===== INFORMATION =====

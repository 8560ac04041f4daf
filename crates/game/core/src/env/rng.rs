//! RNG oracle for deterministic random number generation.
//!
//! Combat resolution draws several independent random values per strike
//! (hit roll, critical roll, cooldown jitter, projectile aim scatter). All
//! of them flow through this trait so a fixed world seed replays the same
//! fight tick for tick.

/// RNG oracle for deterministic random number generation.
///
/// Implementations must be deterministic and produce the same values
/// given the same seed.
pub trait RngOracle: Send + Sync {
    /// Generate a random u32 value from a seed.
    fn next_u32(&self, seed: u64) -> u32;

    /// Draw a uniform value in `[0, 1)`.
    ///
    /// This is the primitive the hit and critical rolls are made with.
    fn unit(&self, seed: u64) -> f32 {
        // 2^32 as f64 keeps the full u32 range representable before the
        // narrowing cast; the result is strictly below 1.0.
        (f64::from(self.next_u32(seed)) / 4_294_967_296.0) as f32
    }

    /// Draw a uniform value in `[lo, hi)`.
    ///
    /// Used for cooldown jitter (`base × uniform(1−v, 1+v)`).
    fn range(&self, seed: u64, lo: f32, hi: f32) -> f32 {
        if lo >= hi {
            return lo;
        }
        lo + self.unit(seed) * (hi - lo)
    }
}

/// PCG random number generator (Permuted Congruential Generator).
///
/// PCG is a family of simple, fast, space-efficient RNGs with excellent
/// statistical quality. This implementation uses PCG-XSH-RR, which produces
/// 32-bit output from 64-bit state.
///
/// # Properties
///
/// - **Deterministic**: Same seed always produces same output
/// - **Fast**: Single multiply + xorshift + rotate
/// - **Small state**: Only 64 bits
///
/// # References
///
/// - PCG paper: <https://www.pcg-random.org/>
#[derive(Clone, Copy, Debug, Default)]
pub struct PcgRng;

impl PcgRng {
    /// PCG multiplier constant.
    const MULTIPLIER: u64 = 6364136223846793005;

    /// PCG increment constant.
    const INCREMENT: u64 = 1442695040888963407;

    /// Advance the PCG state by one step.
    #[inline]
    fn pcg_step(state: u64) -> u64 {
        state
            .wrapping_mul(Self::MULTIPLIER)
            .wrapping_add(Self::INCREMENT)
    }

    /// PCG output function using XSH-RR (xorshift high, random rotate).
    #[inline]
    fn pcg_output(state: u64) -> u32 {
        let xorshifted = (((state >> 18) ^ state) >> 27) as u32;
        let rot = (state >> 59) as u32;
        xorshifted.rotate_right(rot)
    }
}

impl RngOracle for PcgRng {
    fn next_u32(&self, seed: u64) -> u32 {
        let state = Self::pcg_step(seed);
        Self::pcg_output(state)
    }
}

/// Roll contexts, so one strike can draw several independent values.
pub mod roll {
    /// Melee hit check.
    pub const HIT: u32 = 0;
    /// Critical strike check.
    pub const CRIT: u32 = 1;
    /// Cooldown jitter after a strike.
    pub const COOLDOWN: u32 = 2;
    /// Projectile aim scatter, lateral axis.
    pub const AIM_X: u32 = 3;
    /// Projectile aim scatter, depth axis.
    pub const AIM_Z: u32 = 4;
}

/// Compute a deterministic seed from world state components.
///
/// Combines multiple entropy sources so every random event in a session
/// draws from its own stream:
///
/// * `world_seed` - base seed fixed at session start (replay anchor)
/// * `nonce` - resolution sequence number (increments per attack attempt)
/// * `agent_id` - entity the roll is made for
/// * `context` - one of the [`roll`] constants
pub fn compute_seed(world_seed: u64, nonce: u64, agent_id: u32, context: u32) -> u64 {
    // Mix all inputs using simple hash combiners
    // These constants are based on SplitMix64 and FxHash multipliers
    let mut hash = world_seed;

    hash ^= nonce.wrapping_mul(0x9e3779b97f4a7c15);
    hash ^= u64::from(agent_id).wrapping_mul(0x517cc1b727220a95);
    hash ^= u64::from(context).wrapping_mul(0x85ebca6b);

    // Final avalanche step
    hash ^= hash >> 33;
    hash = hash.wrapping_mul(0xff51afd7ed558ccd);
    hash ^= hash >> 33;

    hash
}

=====

* **BRIEF**
Find the line that contains "hash ^= u64::from(agent_id).wrapping_mul(0x517cc1b727220a95);". Restate it and all lines after it exactly, ending with the final line of the data.

* **THE ANSWER**
    hash ^= u64::from(agent_id).wrapping_mul(0x517cc1b727220a95);
    hash ^= u64::from(context).wrapping_mul(0x85ebca6b);

    // Final avalanche step
    hash ^= hash >> 33;
    hash = hash.wrapping_mul(0xff51afd7ed558ccd);
    hash ^= hash >> 33;

    hash
}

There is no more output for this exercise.